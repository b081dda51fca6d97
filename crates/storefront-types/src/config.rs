/// Configuration types for the storefront admin core.
///
/// Parsed from `storefront.yaml`. Every section is optional and falls back to
/// its `Default`.
///
/// ```yaml
/// backend:
///   base_url: http://localhost:8080/api
///   connect_timeout_secs: 5
///   request_timeout_secs: 15
/// dialogs:
///   confirm_label: Confirmar
///   severity: warning
/// session:
///   bus_capacity: 16
/// ```
use serde::{Deserialize, Serialize};

use crate::models::{ConfirmationOptions, ConfirmationRequest, Severity};

/// Top-level configuration.
#[derive(Debug, Clone, Default, PartialEq, Serialize, Deserialize)]
pub struct StorefrontConfig {
    #[serde(default)]
    pub backend: BackendConfig,
    #[serde(default)]
    pub dialogs: ConfirmationDefaults,
    #[serde(default)]
    pub session: SessionConfig,
}

/// Where the admin backend lives and how long to wait for it.
#[derive(Debug, Clone, PartialEq, Serialize, Deserialize)]
#[serde(default)]
pub struct BackendConfig {
    /// Base URL of the REST API; endpoint paths are appended to it.
    pub base_url: String,
    /// Timeout for establishing a connection (in seconds).
    pub connect_timeout_secs: u64,
    /// Timeout for a whole request including the body (in seconds).
    pub request_timeout_secs: u64,
    /// Bearer token sent with every request.
    pub auth_token: Option<String>,
}

impl Default for BackendConfig {
    fn default() -> Self {
        Self {
            base_url: "http://localhost:8080/api".to_string(),
            connect_timeout_secs: 5,
            request_timeout_secs: 15,
            auth_token: None,
        }
    }
}

/// Values applied to every omitted field of a [`ConfirmationRequest`].
#[derive(Debug, Clone, PartialEq, Eq, Serialize, Deserialize)]
#[serde(default)]
pub struct ConfirmationDefaults {
    pub confirm_label: String,
    pub cancel_label: String,
    pub severity: Severity,
    pub show_icon: bool,
    pub width: String,
}

impl Default for ConfirmationDefaults {
    fn default() -> Self {
        Self {
            confirm_label: "Confirmar".to_string(),
            cancel_label: "Cancelar".to_string(),
            severity: Severity::Warning,
            show_icon: true,
            width: "450px".to_string(),
        }
    }
}

impl ConfirmationDefaults {
    /// Fill every omitted field of `request` from these defaults.
    pub fn resolve(&self, request: ConfirmationRequest) -> ConfirmationOptions {
        ConfirmationOptions {
            title: request.title,
            description: request.description,
            confirm_label: request
                .confirm_label
                .unwrap_or_else(|| self.confirm_label.clone()),
            cancel_label: request
                .cancel_label
                .unwrap_or_else(|| self.cancel_label.clone()),
            severity: request.severity.unwrap_or(self.severity),
            show_icon: request.show_icon.unwrap_or(self.show_icon),
            width: request.width.unwrap_or_else(|| self.width.clone()),
        }
    }
}

/// Session signal settings.
#[derive(Debug, Clone, PartialEq, Eq, Serialize, Deserialize)]
#[serde(default)]
pub struct SessionConfig {
    /// Buffered events per subscriber before it is reported as lagging.
    pub bus_capacity: usize,
}

impl Default for SessionConfig {
    fn default() -> Self {
        Self { bus_capacity: 16 }
    }
}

----

- **EXERCISE AIM**: Would you restate every record word for word?

- **RESULT OF THE EXERCISE**:
repository b081dda51fca6d97
filename crates/storefront-types/src/config.rs
/// Configuration types for the storefront admin core.
///
/// Parsed from `storefront.yaml`. Every section is optional and falls back to
/// its `Default`.
///
/// ```yaml
/// backend:
///   base_url: http://localhost:8080/api
///   connect_timeout_secs: 5
///   request_timeout_secs: 15
/// dialogs:
///   confirm_label: Confirmar
///   severity: warning
/// session:
///   bus_capacity: 16
/// ```
use serde::{Deserialize, Serialize};

use crate::models::{ConfirmationOptions, ConfirmationRequest, Severity};

/// Top-level configuration.
#[derive(Debug, Clone, Default, PartialEq, Serialize, Deserialize)]
pub struct StorefrontConfig {
    #[serde(default)]
    pub backend: BackendConfig,
    #[serde(default)]
    pub dialogs: ConfirmationDefaults,
    #[serde(default)]
    pub session: SessionConfig,
}

/// Where the admin backend lives and how long to wait for it.
#[derive(Debug, Clone, PartialEq, Serialize, Deserialize)]
#[serde(default)]
pub struct BackendConfig {
    /// Base URL of the REST API; endpoint paths are appended to it.
    pub base_url: String,
    /// Timeout for establishing a connection (in seconds).
    pub connect_timeout_secs: u64,
    /// Timeout for a whole request including the body (in seconds).
    pub request_timeout_secs: u64,
    /// Bearer token sent with every request.
    pub auth_token: Option<String>,
}

impl Default for BackendConfig {
    fn default() -> Self {
        Self {
            base_url: "http://localhost:8080/api".to_string(),
            connect_timeout_secs: 5,
            request_timeout_secs: 15,
            auth_token: None,
        }
    }
}

/// Values applied to every omitted field of a [`ConfirmationRequest`].
#[derive(Debug, Clone, PartialEq, Eq, Serialize, Deserialize)]
#[serde(default)]
pub struct ConfirmationDefaults {
    pub confirm_label: String,
    pub cancel_label: String,
    pub severity: Severity,
    pub show_icon: bool,
    pub width: String,
}

impl Default for ConfirmationDefaults {
    fn default() -> Self {
        Self {
            confirm_label: "Confirmar".to_string(),
            cancel_label: "Cancelar".to_string(),
            severity: Severity::Warning,
            show_icon: true,
            width: "450px".to_string(),
        }
    }
}

impl ConfirmationDefaults {
    /// Fill every omitted field of `request` from these defaults.
    pub fn resolve(&self, request: ConfirmationRequest) -> ConfirmationOptions {
        ConfirmationOptions {
            title: request.title,
            description: request.description,
            confirm_label: request
                .confirm_label
                .unwrap_or_else(|| self.confirm_label.clone()),
            cancel_label: request
                .cancel_label
                .unwrap_or_else(|| self.cancel_label.clone()),
            severity: request.severity.unwrap_or(self.severity),
            show_icon: request.show_icon.unwrap_or(self.show_icon),
            width: request.width.unwrap_or_else(|| self.width.clone()),
        }
    }
}

/// Session signal settings.
#[derive(Debug, Clone, PartialEq, Eq, Serialize, Deserialize)]
#[serde(default)]
pub struct SessionConfig {
    /// Buffered events per subscriber before it is reported as lagging.
    pub bus_capacity: usize,
}

impl Default for SessionConfig {
    fn default() -> Self {
        Self { bus_capacity: 16 }
    }
}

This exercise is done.